Repeat only the lines running from the beginning of the material through the line that contains "Commands never fail".

• [Data]
┄┄┄┄┄┄┄┄┄┄┄┄┄┄┄┄┄┄┄┄
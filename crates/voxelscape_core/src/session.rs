//! The owned simulation aggregate and its command API.
//!
//! A [`Session`] holds every mutable record: the player, the enemy roster,
//! the farming patches, the active combat target and the message outbox.
//! Systems in [`crate::lifecycle`], [`crate::combat`] and
//! [`crate::movement`] are functions over `(&mut Session, now)`; nothing is
//! global.
//!
//! Commands never fail hard. Each returns a [`CommandOutcome`] saying
//! whether it was applied, converted into a corrective move, or rejected.

use std::collections::BTreeMap;

use serde::{Deserialize, Serialize};

use crate::components::{Enemy, EnemyId, Player, Timestamp};
use crate::config::SimConfig;
use crate::error::Result;
use crate::examine::ExamineRequest;
use crate::farming::{FarmingPatch, PatchId, PatchInteraction};
use crate::math::{Fixed, Vec2Fixed};
use crate::messages::{GameMessage, MessageKind};
use crate::movement;
use crate::progression::{Skill, SkillLevels};

/// Why a command was not applied.
#[derive(Debug, Clone, Copy, PartialEq, Eq, Hash, Serialize, Deserialize)]
#[serde(tag = "reason", content = "id", rename_all = "snake_case")]
pub enum RejectReason {
    /// The player is in the death sequence.
    PlayerDying,
    /// No enemy has this id.
    UnknownEnemy(EnemyId),
    /// The enemy is dead or respawning.
    EnemyDead(EnemyId),
    /// No patch has this id.
    UnknownPatch(PatchId),
}

/// Result of a player command.
#[derive(Debug, Clone, Copy, PartialEq, Eq, Hash, Serialize, Deserialize)]
pub enum CommandOutcome {
    /// Applied as issued.
    Accepted,
    /// Converted into a corrective move (walking to an out-of-range patch).
    Redirected,
    /// Not applied.
    Rejected(RejectReason),
}

impl CommandOutcome {
    /// Whether the command changed anything.
    #[must_use]
    pub const fn is_applied(self) -> bool {
        !matches!(self, CommandOutcome::Rejected(_))
    }
}

/// Complete simulation state for one play session.
#[derive(Debug, Clone, PartialEq, Serialize, Deserialize)]
pub struct Session {
    pub(crate) config: SimConfig,
    pub(crate) now_ms: Timestamp,
    pub(crate) player: Player,
    pub(crate) enemies: BTreeMap<EnemyId, Enemy>,
    pub(crate) patches: BTreeMap<PatchId, FarmingPatch>,
    pub(crate) active_target: Option<EnemyId>,
    pub(crate) outbox: Vec<GameMessage>,
}

impl Session {
    /// Build a fresh world from a config.
    ///
    /// # Errors
    ///
    /// Returns [`crate::error::GameError::InvalidConfig`] if the config
    /// fails validation.
    ///
    /// # Example
    ///
    /// ```
    /// use voxelscape_core::config::SimConfig;
    /// use voxelscape_core::session::Session;
    ///
    /// let session = Session::new(SimConfig::default()).unwrap();
    /// assert_eq!(session.player().stats.max_hp(), 10);
    /// assert_eq!(session.enemies().count(), 3);
    /// ```
    pub fn new(config: SimConfig) -> Result<Self> {
        config.validate()?;

        let player = Player::new(config.starting_hitpoints_xp, config.home);
        let enemies = config
            .enemies
            .iter()
            .map(|spawn| {
                let enemy = Enemy::new(spawn.id, spawn.name.clone(), spawn.level, spawn.max_hp, spawn.position);
                (spawn.id, enemy)
            })
            .collect();
        let patches = config
            .patches
            .iter()
            .map(|site| (site.id, FarmingPatch::from_site(site)))
            .collect();

        Ok(Self {
            config,
            now_ms: 0,
            player,
            enemies,
            patches,
            active_target: None,
            outbox: Vec::new(),
        })
    }

    // ========================================================================
    // Reads
    // ========================================================================

    /// Tunables this session was built with.
    #[must_use]
    pub fn config(&self) -> &SimConfig {
        &self.config
    }

    /// Current simulation time.
    #[must_use]
    pub const fn now_ms(&self) -> Timestamp {
        self.now_ms
    }

    /// The player.
    #[must_use]
    pub const fn player(&self) -> &Player {
        &self.player
    }

    /// Mutable player access for scripted setups.
    pub fn player_mut(&mut self) -> &mut Player {
        &mut self.player
    }

    /// Enemies in id order.
    pub fn enemies(&self) -> impl Iterator<Item = &Enemy> {
        self.enemies.values()
    }

    /// Look up an enemy.
    #[must_use]
    pub fn enemy(&self, id: EnemyId) -> Option<&Enemy> {
        self.enemies.get(&id)
    }

    /// Mutable enemy access for scripted setups.
    pub fn enemy_mut(&mut self, id: EnemyId) -> Option<&mut Enemy> {
        self.enemies.get_mut(&id)
    }

    /// Patches in id order.
    pub fn patches(&self) -> impl Iterator<Item = &FarmingPatch> {
        self.patches.values()
    }

    /// Look up a patch.
    #[must_use]
    pub fn patch(&self, id: PatchId) -> Option<&FarmingPatch> {
        self.patches.get(&id)
    }

    /// Current combat target, if any. May dangle; always re-resolve.
    #[must_use]
    pub const fn active_target(&self) -> Option<EnemyId> {
        self.active_target
    }

    /// Skill levels for the skills panel.
    #[must_use]
    pub fn skill_levels(&self) -> SkillLevels {
        self.player.stats.levels()
    }

    /// Take every message emitted since the last drain.
    pub fn drain_messages(&mut self) -> Vec<GameMessage> {
        std::mem::take(&mut self.outbox)
    }

    // ========================================================================
    // Commands
    // ========================================================================

    /// Walk to a ground point, dropping any combat target.
    pub fn move_player_to(&mut self, point: Vec2Fixed) -> CommandOutcome {
        movement::move_player_to(self, point)
    }

    /// Walk up to an enemy and engage it.
    pub fn issue_attack(&mut self, enemy: EnemyId) -> CommandOutcome {
        movement::issue_attack(self, enemy)
    }

    /// Work a farming patch.
    ///
    /// Out of range, the player is sent walking to the patch instead and the
    /// outcome is [`CommandOutcome::Redirected`].
    pub fn interact_with_patch(&mut self, id: PatchId) -> CommandOutcome {
        if self.player.is_dying() {
            return CommandOutcome::Rejected(RejectReason::PlayerDying);
        }
        let Some(patch) = self.patches.get(&id) else {
            return CommandOutcome::Rejected(RejectReason::UnknownPatch(id));
        };

        let radius = self.config.patch_interaction_radius;
        if self.player.position.distance_squared(patch.position) > radius.saturating_mul(radius) {
            let approach = patch.position + Vec2Fixed::new(Fixed::ZERO, self.config.patch_approach_offset);
            self.player.destination = Some(approach);
            self.active_target = None;
            self.emit("Walking to patch...", MessageKind::Info);
            return CommandOutcome::Redirected;
        }

        let Some(patch) = self.patches.get_mut(&id) else {
            return CommandOutcome::Rejected(RejectReason::UnknownPatch(id));
        };
        let interaction = patch.interact();
        let xp = match interaction {
            PatchInteraction::Raked => Some(self.config.xp.rake),
            PatchInteraction::Harvested => Some(self.config.xp.harvest),
            _ => None,
        };
        if let Some(amount) = xp {
            self.player.stats.award_xp(Skill::Farming, amount);
        }

        let kind = if interaction.changed_stage() {
            MessageKind::Action
        } else {
            MessageKind::Info
        };
        self.emit(interaction.message(), kind);
        CommandOutcome::Accepted
    }

    /// Start examining a patch. Returns the request for the flavor-text
    /// collaborator, or `None` for an unknown id.
    pub fn examine_patch(&mut self, id: PatchId) -> Option<ExamineRequest> {
        let patch = self.patches.get(&id)?;
        let request = ExamineRequest::new(
            patch.name.clone(),
            format!("Current stage: {}.", patch.stage().label()),
        );
        self.emit(format!("Examining {}...", request.object), MessageKind::Info);
        Some(request)
    }

    /// Start examining an enemy. Returns `None` for an unknown id.
    pub fn examine_enemy(&mut self, id: EnemyId) -> Option<ExamineRequest> {
        let enemy = self.enemies.get(&id)?;
        let context = if enemy.is_dead {
            format!("A defeated level {} {}.", enemy.level, enemy.name)
        } else {
            format!("A level {} {} with {} hitpoints.", enemy.level, enemy.name, enemy.current_hp)
        };
        let request = ExamineRequest::new(enemy.name.clone(), context);
        self.emit(format!("Examining {}...", request.object), MessageKind::Info);
        Some(request)
    }

    /// Record flavor text produced for an earlier examine request.
    pub fn record_examine(&mut self, text: impl Into<String>) {
        self.emit(text, MessageKind::Examine);
    }

    // ========================================================================
    // Internals
    // ========================================================================

    pub(crate) fn emit(&mut self, text: impl Into<String>, kind: MessageKind) {
        self.outbox.push(GameMessage::new(text, kind, self.now_ms));
    }

    /// Resolve the active target, clearing it if it dangles or is dead.
    pub(crate) fn resolve_target(&mut self) -> Option<EnemyId> {
        let id = self.active_target?;
        match self.enemies.get(&id) {
            Some(enemy) if enemy.is_targetable() => Some(id),
            Some(_) => {
                self.active_target = None;
                None
            }
            None => {
                tracing::warn!(target_id = id, "Clearing dangling combat target");
                self.active_target = None;
                None
            }
        }
    }

    /// Whether every record satisfies `0 <= current_hp <= max_hp`.
    #[must_use]
    pub fn hp_within_bounds(&self) -> bool {
        let stats = &self.player.stats;
        stats.current_hp() <= stats.max_hp()
            && self.enemies.values().all(|e| e.current_hp <= e.max_hp)
    }
}

#[cfg(test)]
mod tests {
    use super::*;
    use crate::farming::FarmingStage;

    fn session() -> Session {
        Session::new(SimConfig::default()).unwrap()
    }

    fn texts(session: &mut Session) -> Vec<String> {
        session.drain_messages().into_iter().map(|m| m.text).collect()
    }

    #[test]
    fn test_new_session_matches_config() {
        let session = session();
        assert_eq!(session.player().position, Vec2Fixed::ZERO);
        assert_eq!(session.player().stats.current_hp(), 10);
        assert_eq!(session.enemies().map(|e| e.id).collect::<Vec<_>>(), vec![1, 2, 3]);
        assert_eq!(session.patch(1).map(|p| p.stage()), Some(FarmingStage::Weeds));
        assert_eq!(session.active_target(), None);
    }

    #[test]
    fn test_invalid_config_rejected() {
        let config = SimConfig {
            combat_tick_ms: 0,
            ..SimConfig::default()
        };
        assert!(Session::new(config).is_err());
    }

    #[test]
    fn test_far_patch_redirects_to_approach_point() {
        let mut session = session();
        assert_eq!(session.interact_with_patch(1), CommandOutcome::Redirected);

        let expected = Vec2Fixed::new(Fixed::from_num(5), Fixed::from_num(6.2));
        assert_eq!(session.player().destination, Some(expected));
        assert_eq!(session.patch(1).map(|p| p.stage()), Some(FarmingStage::Weeds));
        assert_eq!(texts(&mut session), vec!["Walking to patch..."]);
    }

    #[test]
    fn test_raking_awards_farming_xp() {
        let mut session = session();
        session.player_mut().position = Vec2Fixed::from_ints(5, 6);

        assert_eq!(session.interact_with_patch(1), CommandOutcome::Accepted);
        assert_eq!(session.patch(1).map(|p| p.stage()), Some(FarmingStage::Empty));
        assert_eq!(session.player().stats.xp(Skill::Farming), Fixed::from_num(5));
        assert_eq!(texts(&mut session), vec!["You rake the patch."]);
    }

    #[test]
    fn test_patch_at_exact_radius_is_in_range() {
        let mut session = session();
        session.player_mut().position = Vec2Fixed::from_ints(5, 8);
        assert_eq!(session.interact_with_patch(1), CommandOutcome::Accepted);
    }

    #[test]
    fn test_unknown_patch_rejected() {
        let mut session = session();
        assert_eq!(
            session.interact_with_patch(42),
            CommandOutcome::Rejected(RejectReason::UnknownPatch(42))
        );
        assert!(session.drain_messages().is_empty());
    }

    #[test]
    fn test_examine_patch_context() {
        let mut session = session();
        let request = session.examine_patch(1).unwrap();
        assert_eq!(request.object, "Herb Patch");
        assert_eq!(request.context, "Current stage: WEEDS.");
        assert_eq!(texts(&mut session), vec!["Examining Herb Patch..."]);

        assert!(session.examine_patch(9).is_none());
        assert!(session.examine_enemy(9).is_none());
    }

    #[test]
    fn test_record_examine_is_examine_kind() {
        let mut session = session();
        session.record_examine("A patch of weeds.");
        let messages = session.drain_messages();
        assert_eq!(messages.len(), 1);
        assert_eq!(messages[0].kind, MessageKind::Examine);
    }

    #[test]
    fn test_dangling_target_is_cleared() {
        let mut session = session();
        session.active_target = Some(99);
        assert_eq!(session.resolve_target(), None);
        assert_eq!(session.active_target(), None);
    }

    #[test]
    fn test_reject_reason_serialization() {
        let json = serde_json::to_string(&RejectReason::EnemyDead(2)).unwrap();
        assert_eq!(json, r#"{"reason":"enemy_dead","id":2}"#);
    }
}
┄┄┄┄┄┄┄┄┄┄┄┄┄┄┄┄┄┄┄┄
• [Result]
filename crates/voxelscape_core/src/session.rs
//! The owned simulation aggregate and its command API.
//!
//! A [`Session`] holds every mutable record: the player, the enemy roster,
//! the farming patches, the active combat target and the message outbox.
//! Systems in [`crate::lifecycle`], [`crate::combat`] and
//! [`crate::movement`] are functions over `(&mut Session, now)`; nothing is
//! global.
//!
//! Commands never fail hard. Each returns a [`CommandOutcome`] saying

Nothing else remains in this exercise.